Cytotoxic T cells drive doxorubicin-induced cardiac fibrosis and systolic dysfunction.

Doxorubicin, the most prescribed chemotherapeutic drug, causes dose-dependent cardiotoxicity and heart failure. However, our understanding of the immune response elicited by doxorubicin is limited. Here we show that an aberrant CD8 + T cell immune response following doxorubicin-induced cardiac injury drives adverse remodeling and cardiomyopathy. Doxorubicin treatment in non-tumor-bearing mice increased circulating and cardiac IFNγ + CD8 + T cells and activated effector CD8 + T cells in lymphoid tissues.

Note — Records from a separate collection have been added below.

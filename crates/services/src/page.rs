use serde::Serialize;

pub const MAX_PAGE_SIZE: usize = 100;
pub const MAX_PAGE: usize = 1_000_000;

/// 1-based pagination input as sent by the client.
#[derive(Debug, Clone, Copy, PartialEq, Eq)]
pub struct PageRequest {
    pub page: usize,
    pub page_size: usize,
}

impl PageRequest {
    /// Fills in defaults and clamps into `1..=MAX_PAGE` and
    /// `1..=MAX_PAGE_SIZE`.
    pub fn new(page: Option<usize>, page_size: Option<usize>, default_size: usize) -> Self {
        Self {
            page: page.unwrap_or(1).clamp(1, MAX_PAGE),
            page_size: page_size.unwrap_or(default_size).clamp(1, MAX_PAGE_SIZE),
        }
    }

    pub fn skip(&self) -> usize {
        self.page.saturating_sub(1).saturating_mul(self.page_size)
    }

    /// Slices an already-filtered list.
    pub fn slice<T>(&self, items: Vec<T>) -> Page<T> {
        let total = items.len();
        let has_more = self.skip().saturating_add(self.page_size) < total;
        let data = items.into_iter().skip(self.skip()).take(self.page_size).collect();
        Page { data, total, page: self.page, page_size: self.page_size, has_more }
    }
}

#[derive(Debug, Clone, PartialEq, Serialize)]
#[serde(rename_all = "camelCase")]
pub struct Page<T> {
    pub data: Vec<T>,
    pub total: usize,
    pub page: usize,
    pub page_size: usize,
    pub has_more: bool,
}

#[cfg(test)]
mod tests {
    use super::*;

    #[test]
    fn defaults_and_clamping() {
        let req = PageRequest::new(None, None, 20);
        assert_eq!((req.page, req.page_size), (1, 20));
        let req = PageRequest::new(Some(0), Some(10_000), 20);
        assert_eq!((req.page, req.page_size), (1, MAX_PAGE_SIZE));
    }

    #[test]
    fn slice_reports_total() {
        let page = PageRequest::new(Some(2), Some(2), 20).slice((1..=5).collect());
        assert_eq!(page.data, vec![3, 4]);
        assert_eq!(page.total, 5);
        assert!(page.has_more);
        assert!(!PageRequest::new(Some(3), Some(2), 20).slice((1..=5).collect::<Vec<_>>()).has_more);
    }

    #[test]
    fn huge_page_numbers_are_capped() {
        let req = PageRequest::new(Some(usize::MAX), Some(50), 50);
        assert_eq!(req.page, MAX_PAGE);
        assert_eq!(req.skip(), (MAX_PAGE - 1) * 50);

        let page = req.slice(vec![1, 2, 3]);
        assert!(page.data.is_empty());
        assert!(!page.has_more);

        let raw = PageRequest { page: usize::MAX, page_size: MAX_PAGE_SIZE };
        assert_eq!(raw.skip(), usize::MAX);
    }
}
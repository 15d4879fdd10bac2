//! In-process document store.
//!
//! A transaction takes the store-wide lock for its whole lifetime, so
//! transactions are serialized and every read inside one sees a stable
//! snapshot. Writes are staged in an overlay and applied only on commit.

use std::collections::HashMap;
use std::sync::Arc;

use async_trait::async_trait;
use domains::store::{merge_patch, Collection, Query};
use domains::{DocumentStore, StoreError, StoreTransaction};
use serde_json::Value;
use tokio::sync::{Mutex, OwnedMutexGuard};

type Collections = HashMap<Collection, HashMap<String, Value>>;

#[derive(Clone, Default)]
pub struct MemoryDocumentStore {
    state: Arc<Mutex<Collections>>,
}

impl MemoryDocumentStore {
    pub fn new() -> Self {
        Self::default()
    }
}

#[async_trait]
impl DocumentStore for MemoryDocumentStore {
    async fn begin(&self) -> Result<Box<dyn StoreTransaction>, StoreError> {
        let guard = self.state.clone().lock_owned().await;
        Ok(Box::new(MemoryTransaction { guard, staged: HashMap::new() }))
    }

    async fn get(&self, collection: Collection, id: &str) -> Result<Option<Value>, StoreError> {
        let state = self.state.lock().await;
        Ok(state.get(&collection).and_then(|docs| docs.get(id)).cloned())
    }

    async fn query(&self, collection: Collection, query: &Query) -> Result<Vec<Value>, StoreError> {
        let state = self.state.lock().await;
        let matched = state
            .get(&collection)
            .map(|docs| docs.values().filter(|doc| query.filter.matches(doc)).cloned().collect())
            .unwrap_or_default();
        Ok(query.arrange(matched))
    }
}

struct MemoryTransaction {
    guard: OwnedMutexGuard<Collections>,
    /// `None` marks a staged delete.
    staged: HashMap<(Collection, String), Option<Value>>,
}

impl MemoryTransaction {
    fn current(&self, collection: Collection, id: &str) -> Option<Value> {
        match self.staged.get(&(collection, id.to_string())) {
            Some(staged) => staged.clone(),
            None => self.guard.get(&collection).and_then(|docs| docs.get(id)).cloned(),
        }
    }

    fn existing(&self, collection: Collection, id: &str) -> Result<Value, StoreError> {
        self.current(collection, id)
            .ok_or_else(|| StoreError::Missing { collection, id: id.to_string() })
    }

    fn stage(&mut self, collection: Collection, id: &str, doc: Option<Value>) {
        self.staged.insert((collection, id.to_string()), doc);
    }
}

#[async_trait]
impl StoreTransaction for MemoryTransaction {
    async fn get(&mut self, collection: Collection, id: &str) -> Result<Option<Value>, StoreError> {
        Ok(self.current(collection, id))
    }

    async fn insert(&mut self, collection: Collection, id: &str, doc: Value) -> Result<(), StoreError> {
        if self.current(collection, id).is_some() {
            return Err(StoreError::Duplicate { collection, id: id.to_string() });
        }
        self.stage(collection, id, Some(doc));
        Ok(())
    }

    async fn replace(&mut self, collection: Collection, id: &str, doc: Value) -> Result<(), StoreError> {
        self.existing(collection, id)?;
        self.stage(collection, id, Some(doc));
        Ok(())
    }

    async fn patch(&mut self, collection: Collection, id: &str, patch: Value) -> Result<(), StoreError> {
        let mut doc = self.existing(collection, id)?;
        merge_patch(&mut doc, &patch);
        self.stage(collection, id, Some(doc));
        Ok(())
    }

    async fn increment(
        &mut self,
        collection: Collection,
        id: &str,
        field: &str,
        delta: i64,
    ) -> Result<(), StoreError> {
        let mut doc = self.existing(collection, id)?;
        let current = match doc.get(field) {
            None | Some(Value::Null) => 0,
            Some(value) => value
                .as_i64()
                .ok_or_else(|| StoreError::InvalidQuery(format!("{collection}.{field} is not an integer")))?,
        };
        if let Value::Object(map) = &mut doc {
            map.insert(field.to_string(), Value::from(current + delta));
        }
        self.stage(collection, id, Some(doc));
        Ok(())
    }

    async fn delete(&mut self, collection: Collection, id: &str) -> Result<(), StoreError> {
        self.existing(collection, id)?;
        self.stage(collection, id, None);
        Ok(())
    }

    async fn commit(self: Box<Self>) -> Result<(), StoreError> {
        let MemoryTransaction { mut guard, staged } = *self;
        for ((collection, id), doc) in staged {
            let docs = guard.entry(collection).or_default();
            match doc {
                Some(doc) => {
                    docs.insert(id, doc);
                }
                None => {
                    docs.remove(&id);
                }
            }
        }
        Ok(())
    }
}

#[cfg(test)]
mod tests {
    use super::*;
    use domains::{Filter, SortOrder};
    use serde_json::json;

    async fn seeded() -> MemoryDocumentStore {
        let store = MemoryDocumentStore::new();
        let mut tx = store.begin().await.unwrap();
        tx.insert(Collection::Users, "A", json!({ "id": "A", "totalPoints": 10 })).await.unwrap();
        tx.commit().await.unwrap();
        store
    }

    #[tokio::test]
    async fn uncommitted_writes_are_discarded() {
        let store = seeded().await;
        {
            let mut tx = store.begin().await.unwrap();
            tx.increment(Collection::Users, "A", "totalPoints", 5).await.unwrap();
            tx.insert(Collection::Users, "B", json!({ "id": "B" })).await.unwrap();
            assert_eq!(tx.get(Collection::Users, "A").await.unwrap().unwrap()["totalPoints"], 15);
        }
        assert_eq!(store.get(Collection::Users, "A").await.unwrap().unwrap()["totalPoints"], 10);
        assert!(store.get(Collection::Users, "B").await.unwrap().is_none());
    }

    #[tokio::test]
    async fn committed_writes_become_visible_together() {
        let store = seeded().await;
        let mut tx = store.begin().await.unwrap();
        tx.increment(Collection::Users, "A", "totalPoints", -25).await.unwrap();
        tx.insert(Collection::Records, "r1", json!({ "id": "r1", "userId": "A", "amount": -25 }))
            .await
            .unwrap();
        tx.commit().await.unwrap();

        assert_eq!(store.get(Collection::Users, "A").await.unwrap().unwrap()["totalPoints"], -15);
        let records = store
            .query(Collection::Records, &Query::new(Filter::eq("userId", "A")))
            .await
            .unwrap();
        assert_eq!(records.len(), 1);
    }

    #[tokio::test]
    async fn insert_rejects_duplicate_ids() {
        let store = seeded().await;
        let mut tx = store.begin().await.unwrap();
        let err = tx.insert(Collection::Users, "A", json!({ "id": "A" })).await.unwrap_err();
        assert!(matches!(err, StoreError::Duplicate { .. }));
    }

    #[tokio::test]
    async fn writes_to_missing_documents_fail() {
        let store = seeded().await;
        let mut tx = store.begin().await.unwrap();
        assert!(matches!(
            tx.increment(Collection::Users, "nobody", "totalPoints", 1).await,
            Err(StoreError::Missing { .. })
        ));
        assert!(matches!(tx.delete(Collection::Gifts, "g").await, Err(StoreError::Missing { .. })));
    }

    #[tokio::test]
    async fn patch_and_delete_inside_transaction() {
        let store = seeded().await;
        let mut tx = store.begin().await.unwrap();
        tx.patch(Collection::Users, "A", json!({ "partnerId": "B" })).await.unwrap();
        tx.commit().await.unwrap();
        assert_eq!(store.get(Collection::Users, "A").await.unwrap().unwrap()["partnerId"], "B");

        let mut tx = store.begin().await.unwrap();
        tx.delete(Collection::Users, "A").await.unwrap();
        assert!(tx.get(Collection::Users, "A").await.unwrap().is_none());
        tx.commit().await.unwrap();
        assert!(store.get(Collection::Users, "A").await.unwrap().is_none());
    }

    #[tokio::test]
    async fn query_orders_and_pages() {
        let store = MemoryDocumentStore::new();
        let mut tx = store.begin().await.unwrap();
        for i in 0..5 {
            tx.insert(Collection::Notices, &format!("n{i}"), json!({ "id": format!("n{i}"), "createTime": i }))
                .await
                .unwrap();
        }
        tx.commit().await.unwrap();

        let page = store
            .query(
                Collection::Notices,
                &Query::new(Filter::all()).order_by("createTime", SortOrder::Desc).limit(2),
            )
            .await
            .unwrap();
        let ids: Vec<_> = page.iter().map(|d| d["id"].as_str().unwrap().to_string()).collect();
        assert_eq!(ids, ["n4", "n3"]);
    }
}
//! Racing operations against one store. Whatever the interleaving, each
//! transition happens once and balances always match the ledger.

use domains::{Conflict, Filter, Query, Record, TaskType, User};
use integration_tests::*;
use services::PurchaseRequest;

fn exactly_one_ok<T, E: std::fmt::Debug>(a: &Result<T, E>, b: &Result<T, E>) {
    assert!(a.is_ok() ^ b.is_ok(), "expected one winner, got {:?} / {:?}", a.as_ref().err(), b.as_ref().err());
}

#[tokio::test(flavor = "multi_thread", worker_threads = 4)]
async fn double_confirm_settles_once() {
    let store = memory_store();
    let svc = services(&store);
    paired(&svc, ALICE, BOB).await;
    let task = publish(&svc, ALICE, BOB, TaskType::Reward, 25).await;
    svc.tasks.submit(BOB, &task.id).await.unwrap();

    let (first, second) = tokio::join!(svc.tasks.confirm(ALICE, &task.id), svc.tasks.confirm(ALICE, &task.id));
    exactly_one_ok(&first, &second);
    let loser = first.err().or(second.err()).unwrap();
    assert_eq!(loser.conflict(), Some(Conflict::TaskStatus));

    assert_eq!(balance(&store, BOB).await, 25);
    let records: Vec<Record> = store.find(&Query::new(Filter::eq("taskId", task.id.as_str()))).await.unwrap();
    assert_eq!(records.len(), 1);
}

#[tokio::test(flavor = "multi_thread", worker_threads = 4)]
async fn racing_purchases_never_overdraw() {
    let store = memory_store();
    let svc = services(&store);
    paired(&svc, ALICE, BOB).await;
    grant(&svc, ALICE, BOB, 50).await;
    let gift_id = add_gift(&svc, ALICE, "dinner", 40).await;

    let buy = || svc.gifts.purchase(BOB, PurchaseRequest::Catalog { gift_id: gift_id.clone() });
    let (first, second) = tokio::join!(buy(), buy());
    exactly_one_ok(&first, &second);

    assert_eq!(balance(&store, BOB).await, 10);
    assert_eq!(svc.gifts.list_items(BOB).await.unwrap().len(), 1);
    assert_reconciled(&store, BOB).await;
}

#[tokio::test(flavor = "multi_thread", worker_threads = 4)]
async fn racing_redeems_use_the_item_once() {
    let store = memory_store();
    let svc = services(&store);
    paired(&svc, ALICE, BOB).await;
    grant(&svc, ALICE, BOB, 10).await;
    let item = svc
        .gifts
        .purchase(BOB, PurchaseRequest::Inline { name: "tea".into(), points: 10, image: None, kind: None })
        .await
        .unwrap();

    let (first, second) = tokio::join!(svc.gifts.redeem(BOB, &item.id), svc.gifts.redeem(BOB, &item.id));
    exactly_one_ok(&first, &second);

    let uses: Vec<Record> = store
        .find(&Query::new(Filter::eq("itemId", item.id.as_str()).and(Filter::eq("type", "gift_use"))))
        .await
        .unwrap();
    assert_eq!(uses.len(), 1);
}

#[tokio::test(flavor = "multi_thread", worker_threads = 4)]
async fn two_suitors_one_partner() {
    let store = memory_store();
    let svc = services(&store);
    create_users(&svc, &[ALICE, BOB, CAROL]).await;

    let code = code_of(ALICE);
    let (bob, carol) = tokio::join!(svc.pairing.bind(BOB, &code), svc.pairing.bind(CAROL, &code));
    exactly_one_ok(&bob, &carol);
    let (winner, loser) = if bob.is_ok() { (BOB, CAROL) } else { (CAROL, BOB) };

    let alice: User = store.get(ALICE).await.unwrap().unwrap();
    let winner: User = store.get(winner).await.unwrap().unwrap();
    let loser: User = store.get(loser).await.unwrap().unwrap();
    assert_eq!(alice.partner_id.as_deref(), Some(winner.id.as_str()));
    assert_eq!(winner.partner_id.as_deref(), Some(ALICE));
    assert_eq!(loser.partner_id, None);
}

#[tokio::test(flavor = "multi_thread", worker_threads = 4)]
async fn parallel_settlements_add_up() {
    let store = memory_store();
    let svc = services(&store);
    paired(&svc, ALICE, BOB).await;

    let mut handles = Vec::new();
    for points in 1..=20 {
        let svc = svc.clone();
        handles.push(tokio::spawn(async move {
            let kind = if points % 4 == 0 { TaskType::Penalty } else { TaskType::Reward };
            let task = publish(&svc, ALICE, BOB, kind, points).await;
            svc.tasks.confirm(ALICE, &task.id).await.map(|t| t.settlement_amount())
        }));
    }

    let mut expected = 0;
    for handle in handles {
        expected += handle.await.unwrap().unwrap();
    }
    assert_eq!(balance(&store, BOB).await, expected);
    assert_reconciled(&store, BOB).await;
    assert_reconciled(&store, ALICE).await;
}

Moreover, doxorubicin promoted cardiac CD8 + T cell infiltration and depletion of CD8 + T cells in doxorubicin-treated mice decreased cardiac fibrosis and improved systolic function. Doxorubicin treatment induced ICAM-1 expression by cardiac fibroblasts resulting in enhanced CD8 + T cell adhesion and transformation, contact-dependent CD8 + degranulation and release of granzyme B. Canine lymphoma patients and human patients with hematopoietic malignancies showed increased circulating CD8 + T cells after doxorubicin treatment. In human cancer patients, T cells expressed IFNγ and CXCR3, and plasma levels of the CXCR3 ligands CXCL9 and CXCL10 correlated with decreased systolic function.